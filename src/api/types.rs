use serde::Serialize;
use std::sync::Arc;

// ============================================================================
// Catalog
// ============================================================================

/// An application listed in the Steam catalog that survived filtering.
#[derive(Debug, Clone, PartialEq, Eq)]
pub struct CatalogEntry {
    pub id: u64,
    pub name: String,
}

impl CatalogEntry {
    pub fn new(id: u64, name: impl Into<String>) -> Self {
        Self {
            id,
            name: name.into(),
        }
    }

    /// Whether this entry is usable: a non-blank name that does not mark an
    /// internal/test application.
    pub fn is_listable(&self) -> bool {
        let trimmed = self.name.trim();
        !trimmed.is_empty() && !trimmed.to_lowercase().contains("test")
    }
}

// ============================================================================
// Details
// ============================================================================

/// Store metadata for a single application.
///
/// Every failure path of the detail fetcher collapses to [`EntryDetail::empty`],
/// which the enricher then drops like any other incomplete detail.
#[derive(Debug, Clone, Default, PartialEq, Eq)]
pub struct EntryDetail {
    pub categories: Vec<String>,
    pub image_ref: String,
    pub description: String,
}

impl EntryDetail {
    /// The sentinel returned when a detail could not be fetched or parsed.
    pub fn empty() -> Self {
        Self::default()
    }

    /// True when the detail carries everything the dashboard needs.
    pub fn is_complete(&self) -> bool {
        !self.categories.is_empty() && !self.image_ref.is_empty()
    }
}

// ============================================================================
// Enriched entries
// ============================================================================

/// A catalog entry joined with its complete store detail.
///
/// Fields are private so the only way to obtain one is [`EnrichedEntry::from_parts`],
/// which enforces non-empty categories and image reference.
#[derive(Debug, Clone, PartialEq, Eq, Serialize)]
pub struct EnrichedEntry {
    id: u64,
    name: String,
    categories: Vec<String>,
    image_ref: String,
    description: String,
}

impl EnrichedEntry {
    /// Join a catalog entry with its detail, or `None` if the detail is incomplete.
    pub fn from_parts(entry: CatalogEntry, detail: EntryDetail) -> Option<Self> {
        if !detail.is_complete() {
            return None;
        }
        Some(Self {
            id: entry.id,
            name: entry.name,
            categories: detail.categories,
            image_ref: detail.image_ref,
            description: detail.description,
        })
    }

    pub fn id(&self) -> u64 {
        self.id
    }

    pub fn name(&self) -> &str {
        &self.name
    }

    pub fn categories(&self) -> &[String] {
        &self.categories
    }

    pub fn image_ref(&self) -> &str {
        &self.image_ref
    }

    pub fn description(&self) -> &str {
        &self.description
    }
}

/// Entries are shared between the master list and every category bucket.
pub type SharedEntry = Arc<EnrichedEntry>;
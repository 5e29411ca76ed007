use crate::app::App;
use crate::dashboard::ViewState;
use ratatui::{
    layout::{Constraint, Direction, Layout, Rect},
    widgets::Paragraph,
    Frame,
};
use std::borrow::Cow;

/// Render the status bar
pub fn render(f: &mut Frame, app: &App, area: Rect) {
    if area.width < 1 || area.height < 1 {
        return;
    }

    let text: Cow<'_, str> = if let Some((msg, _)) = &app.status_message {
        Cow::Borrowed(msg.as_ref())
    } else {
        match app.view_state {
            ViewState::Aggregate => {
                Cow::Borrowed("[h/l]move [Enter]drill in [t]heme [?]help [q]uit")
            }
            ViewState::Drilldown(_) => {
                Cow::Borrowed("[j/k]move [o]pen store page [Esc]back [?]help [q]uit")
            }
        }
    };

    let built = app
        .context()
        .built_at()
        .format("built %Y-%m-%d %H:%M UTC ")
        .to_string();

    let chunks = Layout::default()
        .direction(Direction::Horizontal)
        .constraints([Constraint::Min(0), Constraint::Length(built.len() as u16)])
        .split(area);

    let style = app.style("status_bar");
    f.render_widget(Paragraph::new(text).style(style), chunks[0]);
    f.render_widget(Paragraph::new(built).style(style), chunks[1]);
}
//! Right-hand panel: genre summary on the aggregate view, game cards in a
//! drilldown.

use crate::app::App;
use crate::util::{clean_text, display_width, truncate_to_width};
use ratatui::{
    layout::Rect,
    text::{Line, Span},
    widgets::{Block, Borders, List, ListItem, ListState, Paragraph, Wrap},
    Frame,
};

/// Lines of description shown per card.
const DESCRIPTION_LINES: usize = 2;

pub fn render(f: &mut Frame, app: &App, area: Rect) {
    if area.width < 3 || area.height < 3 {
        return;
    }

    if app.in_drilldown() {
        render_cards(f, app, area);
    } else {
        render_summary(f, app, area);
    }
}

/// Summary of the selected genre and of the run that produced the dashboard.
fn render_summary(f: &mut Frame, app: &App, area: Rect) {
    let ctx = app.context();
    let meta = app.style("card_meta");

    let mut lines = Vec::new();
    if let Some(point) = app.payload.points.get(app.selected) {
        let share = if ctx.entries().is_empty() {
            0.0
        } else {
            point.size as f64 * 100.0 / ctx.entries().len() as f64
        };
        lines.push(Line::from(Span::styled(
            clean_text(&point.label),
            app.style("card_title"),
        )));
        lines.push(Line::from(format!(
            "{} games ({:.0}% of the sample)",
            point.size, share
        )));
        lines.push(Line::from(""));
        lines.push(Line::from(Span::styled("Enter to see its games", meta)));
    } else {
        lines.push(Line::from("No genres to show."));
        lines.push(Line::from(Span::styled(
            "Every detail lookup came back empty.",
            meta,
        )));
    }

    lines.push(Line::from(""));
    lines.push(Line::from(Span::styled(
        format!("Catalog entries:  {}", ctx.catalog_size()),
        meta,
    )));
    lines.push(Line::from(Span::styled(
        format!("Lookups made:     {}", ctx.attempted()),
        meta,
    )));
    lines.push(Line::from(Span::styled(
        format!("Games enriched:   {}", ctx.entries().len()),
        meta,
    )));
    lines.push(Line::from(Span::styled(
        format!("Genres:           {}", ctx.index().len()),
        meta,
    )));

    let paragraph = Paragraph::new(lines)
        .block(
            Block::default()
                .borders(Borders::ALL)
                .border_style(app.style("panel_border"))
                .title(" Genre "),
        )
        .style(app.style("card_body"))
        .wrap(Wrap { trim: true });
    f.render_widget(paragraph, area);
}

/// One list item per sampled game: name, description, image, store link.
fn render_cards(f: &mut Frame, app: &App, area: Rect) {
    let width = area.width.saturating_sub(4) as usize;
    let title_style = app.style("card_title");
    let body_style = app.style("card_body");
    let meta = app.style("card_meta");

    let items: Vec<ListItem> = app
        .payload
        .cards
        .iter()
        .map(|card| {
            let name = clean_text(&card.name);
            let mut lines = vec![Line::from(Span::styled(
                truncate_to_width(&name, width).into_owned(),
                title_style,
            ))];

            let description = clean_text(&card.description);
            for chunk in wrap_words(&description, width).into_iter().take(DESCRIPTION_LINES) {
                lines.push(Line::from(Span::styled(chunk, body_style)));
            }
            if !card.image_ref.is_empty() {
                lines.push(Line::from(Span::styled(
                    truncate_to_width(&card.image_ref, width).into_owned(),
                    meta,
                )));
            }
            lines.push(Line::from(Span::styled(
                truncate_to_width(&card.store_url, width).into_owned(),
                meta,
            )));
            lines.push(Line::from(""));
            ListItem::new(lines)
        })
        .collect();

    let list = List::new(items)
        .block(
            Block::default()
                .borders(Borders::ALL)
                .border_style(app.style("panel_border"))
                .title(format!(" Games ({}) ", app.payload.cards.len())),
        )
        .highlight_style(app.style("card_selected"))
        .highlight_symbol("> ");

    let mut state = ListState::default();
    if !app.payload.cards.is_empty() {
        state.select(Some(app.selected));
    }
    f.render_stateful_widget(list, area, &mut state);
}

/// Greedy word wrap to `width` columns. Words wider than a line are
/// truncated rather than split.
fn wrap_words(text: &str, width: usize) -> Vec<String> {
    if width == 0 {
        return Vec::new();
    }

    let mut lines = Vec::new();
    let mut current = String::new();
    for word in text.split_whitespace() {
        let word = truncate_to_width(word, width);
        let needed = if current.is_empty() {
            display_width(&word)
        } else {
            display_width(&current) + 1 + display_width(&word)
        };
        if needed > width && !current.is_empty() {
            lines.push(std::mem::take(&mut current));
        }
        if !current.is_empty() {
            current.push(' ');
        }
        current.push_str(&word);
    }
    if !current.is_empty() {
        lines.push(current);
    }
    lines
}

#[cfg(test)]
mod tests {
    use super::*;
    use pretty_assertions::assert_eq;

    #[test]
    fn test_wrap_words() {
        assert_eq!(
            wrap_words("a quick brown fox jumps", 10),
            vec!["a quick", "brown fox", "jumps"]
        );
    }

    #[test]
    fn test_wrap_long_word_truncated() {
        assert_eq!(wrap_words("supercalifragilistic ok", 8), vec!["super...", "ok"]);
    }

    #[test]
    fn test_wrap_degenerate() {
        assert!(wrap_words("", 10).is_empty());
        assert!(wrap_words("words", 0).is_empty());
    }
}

*-*-*

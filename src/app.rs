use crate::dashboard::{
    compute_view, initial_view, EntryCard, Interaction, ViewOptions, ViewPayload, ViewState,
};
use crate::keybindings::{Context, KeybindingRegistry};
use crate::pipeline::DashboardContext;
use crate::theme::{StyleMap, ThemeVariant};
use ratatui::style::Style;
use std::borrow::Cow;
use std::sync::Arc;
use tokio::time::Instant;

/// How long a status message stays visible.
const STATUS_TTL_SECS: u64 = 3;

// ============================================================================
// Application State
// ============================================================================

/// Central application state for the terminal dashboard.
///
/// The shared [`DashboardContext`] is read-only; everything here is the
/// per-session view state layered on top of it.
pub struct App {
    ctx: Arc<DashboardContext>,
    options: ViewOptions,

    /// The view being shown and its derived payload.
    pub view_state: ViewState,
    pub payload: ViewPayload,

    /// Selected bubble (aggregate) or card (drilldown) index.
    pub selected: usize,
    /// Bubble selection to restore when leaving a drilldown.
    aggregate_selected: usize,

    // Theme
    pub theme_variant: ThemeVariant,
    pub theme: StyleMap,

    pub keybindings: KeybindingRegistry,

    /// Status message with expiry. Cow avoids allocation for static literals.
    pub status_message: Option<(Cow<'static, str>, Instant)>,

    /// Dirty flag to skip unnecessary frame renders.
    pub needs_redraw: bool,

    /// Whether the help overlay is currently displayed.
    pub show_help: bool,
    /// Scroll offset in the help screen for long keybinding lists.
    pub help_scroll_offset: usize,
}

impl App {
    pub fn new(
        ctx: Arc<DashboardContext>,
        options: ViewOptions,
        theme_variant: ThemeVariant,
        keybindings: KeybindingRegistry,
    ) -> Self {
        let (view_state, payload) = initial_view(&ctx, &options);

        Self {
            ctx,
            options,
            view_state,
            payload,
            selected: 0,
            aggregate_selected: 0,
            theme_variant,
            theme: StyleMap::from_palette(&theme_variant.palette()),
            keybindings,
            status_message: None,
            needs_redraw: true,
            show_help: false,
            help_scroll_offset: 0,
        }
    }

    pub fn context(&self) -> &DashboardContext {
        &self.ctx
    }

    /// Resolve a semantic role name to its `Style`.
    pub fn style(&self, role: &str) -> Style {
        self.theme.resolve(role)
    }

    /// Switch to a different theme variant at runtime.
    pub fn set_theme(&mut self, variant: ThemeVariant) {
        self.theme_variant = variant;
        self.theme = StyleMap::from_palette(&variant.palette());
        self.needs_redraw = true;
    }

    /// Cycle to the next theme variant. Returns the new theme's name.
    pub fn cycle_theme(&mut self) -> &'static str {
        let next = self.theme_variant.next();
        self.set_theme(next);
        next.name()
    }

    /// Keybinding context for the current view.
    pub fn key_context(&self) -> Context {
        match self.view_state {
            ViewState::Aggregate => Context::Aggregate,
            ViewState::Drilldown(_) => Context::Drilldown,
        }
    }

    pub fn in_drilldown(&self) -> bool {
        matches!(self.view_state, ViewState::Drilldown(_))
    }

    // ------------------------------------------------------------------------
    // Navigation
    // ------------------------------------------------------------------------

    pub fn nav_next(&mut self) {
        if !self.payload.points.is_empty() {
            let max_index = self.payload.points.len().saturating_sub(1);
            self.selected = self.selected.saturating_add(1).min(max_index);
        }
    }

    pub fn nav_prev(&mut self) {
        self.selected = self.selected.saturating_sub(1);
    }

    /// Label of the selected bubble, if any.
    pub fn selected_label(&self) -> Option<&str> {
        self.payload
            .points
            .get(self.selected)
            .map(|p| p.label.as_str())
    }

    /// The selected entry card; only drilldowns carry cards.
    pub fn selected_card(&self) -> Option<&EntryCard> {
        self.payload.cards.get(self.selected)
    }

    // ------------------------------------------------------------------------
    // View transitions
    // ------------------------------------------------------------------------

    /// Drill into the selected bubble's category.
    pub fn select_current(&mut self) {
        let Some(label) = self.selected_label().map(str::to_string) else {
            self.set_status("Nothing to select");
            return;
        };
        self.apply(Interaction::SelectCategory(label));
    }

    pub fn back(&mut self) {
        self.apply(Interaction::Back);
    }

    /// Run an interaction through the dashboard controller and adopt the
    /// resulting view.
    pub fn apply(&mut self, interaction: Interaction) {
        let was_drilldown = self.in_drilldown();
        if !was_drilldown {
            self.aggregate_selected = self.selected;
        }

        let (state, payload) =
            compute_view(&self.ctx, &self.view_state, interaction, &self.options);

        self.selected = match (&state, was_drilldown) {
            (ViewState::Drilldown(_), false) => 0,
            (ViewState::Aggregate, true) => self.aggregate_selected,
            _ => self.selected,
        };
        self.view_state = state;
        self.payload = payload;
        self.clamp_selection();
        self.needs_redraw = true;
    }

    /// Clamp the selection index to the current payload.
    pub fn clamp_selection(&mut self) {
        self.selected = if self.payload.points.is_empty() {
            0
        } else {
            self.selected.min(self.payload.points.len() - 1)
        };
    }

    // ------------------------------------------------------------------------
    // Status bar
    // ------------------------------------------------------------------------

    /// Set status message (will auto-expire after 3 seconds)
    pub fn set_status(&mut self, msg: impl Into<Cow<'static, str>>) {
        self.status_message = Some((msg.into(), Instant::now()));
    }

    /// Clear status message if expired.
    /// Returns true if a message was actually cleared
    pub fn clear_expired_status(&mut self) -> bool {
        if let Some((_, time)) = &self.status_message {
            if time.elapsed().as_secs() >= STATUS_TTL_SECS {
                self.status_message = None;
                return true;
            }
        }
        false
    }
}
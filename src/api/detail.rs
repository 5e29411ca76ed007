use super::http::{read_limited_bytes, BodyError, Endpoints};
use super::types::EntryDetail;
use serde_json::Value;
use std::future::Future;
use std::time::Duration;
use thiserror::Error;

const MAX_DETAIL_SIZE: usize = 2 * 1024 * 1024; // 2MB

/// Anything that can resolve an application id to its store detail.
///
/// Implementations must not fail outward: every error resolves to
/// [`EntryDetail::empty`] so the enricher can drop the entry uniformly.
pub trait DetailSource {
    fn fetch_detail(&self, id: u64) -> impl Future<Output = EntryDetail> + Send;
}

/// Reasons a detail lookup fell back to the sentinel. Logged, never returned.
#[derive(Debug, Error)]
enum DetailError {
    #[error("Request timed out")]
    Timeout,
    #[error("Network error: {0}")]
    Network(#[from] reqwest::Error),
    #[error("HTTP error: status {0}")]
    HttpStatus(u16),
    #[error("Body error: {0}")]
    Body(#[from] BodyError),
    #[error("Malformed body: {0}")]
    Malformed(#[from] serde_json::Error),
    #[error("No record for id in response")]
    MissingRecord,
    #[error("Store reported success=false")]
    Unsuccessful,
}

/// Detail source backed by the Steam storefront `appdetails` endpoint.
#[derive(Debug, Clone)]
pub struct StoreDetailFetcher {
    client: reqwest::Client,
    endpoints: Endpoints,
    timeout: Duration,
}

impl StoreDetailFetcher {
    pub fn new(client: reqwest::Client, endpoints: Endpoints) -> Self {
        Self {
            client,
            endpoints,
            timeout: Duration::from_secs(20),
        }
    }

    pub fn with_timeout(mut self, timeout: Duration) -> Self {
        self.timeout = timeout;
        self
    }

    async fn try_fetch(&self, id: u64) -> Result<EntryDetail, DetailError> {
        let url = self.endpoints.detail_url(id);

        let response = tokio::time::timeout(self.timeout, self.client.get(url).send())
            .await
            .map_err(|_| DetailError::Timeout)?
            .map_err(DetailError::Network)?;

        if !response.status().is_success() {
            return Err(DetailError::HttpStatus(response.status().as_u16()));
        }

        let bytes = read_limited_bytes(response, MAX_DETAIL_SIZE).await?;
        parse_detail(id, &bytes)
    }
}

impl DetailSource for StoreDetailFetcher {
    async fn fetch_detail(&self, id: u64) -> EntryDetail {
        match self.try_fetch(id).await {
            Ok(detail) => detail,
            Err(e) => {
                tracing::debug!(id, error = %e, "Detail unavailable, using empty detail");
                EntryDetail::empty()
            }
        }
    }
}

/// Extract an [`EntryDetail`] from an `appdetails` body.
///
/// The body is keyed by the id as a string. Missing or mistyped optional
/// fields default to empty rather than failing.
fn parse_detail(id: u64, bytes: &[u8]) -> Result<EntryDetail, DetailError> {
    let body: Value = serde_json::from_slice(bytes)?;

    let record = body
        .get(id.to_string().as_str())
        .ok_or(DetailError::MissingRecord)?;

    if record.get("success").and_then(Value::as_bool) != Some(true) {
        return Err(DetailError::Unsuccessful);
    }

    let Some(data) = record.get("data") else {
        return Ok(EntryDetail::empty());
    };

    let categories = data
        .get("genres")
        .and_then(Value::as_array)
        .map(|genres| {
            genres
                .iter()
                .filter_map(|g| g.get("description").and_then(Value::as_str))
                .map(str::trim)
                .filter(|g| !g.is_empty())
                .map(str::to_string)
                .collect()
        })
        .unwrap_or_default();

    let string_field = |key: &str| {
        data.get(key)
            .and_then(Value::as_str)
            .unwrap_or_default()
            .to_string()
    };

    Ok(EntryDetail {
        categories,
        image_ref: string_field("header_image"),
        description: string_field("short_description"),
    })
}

*-*-*

§ WHAT TO DO: Using the word "crate" as the filter, copy each matching line from the material.

§ SOLUTION FOR THIS PROBLEM:
use crate::app::App;
use crate::dashboard::ViewState;
use crate::app::App;
use crate::util::{clean_text, display_width, truncate_to_width};
use crate::dashboard::{
use crate::keybindings::{Context, KeybindingRegistry};
use crate::pipeline::DashboardContext;
use crate::theme::{StyleMap, ThemeVariant};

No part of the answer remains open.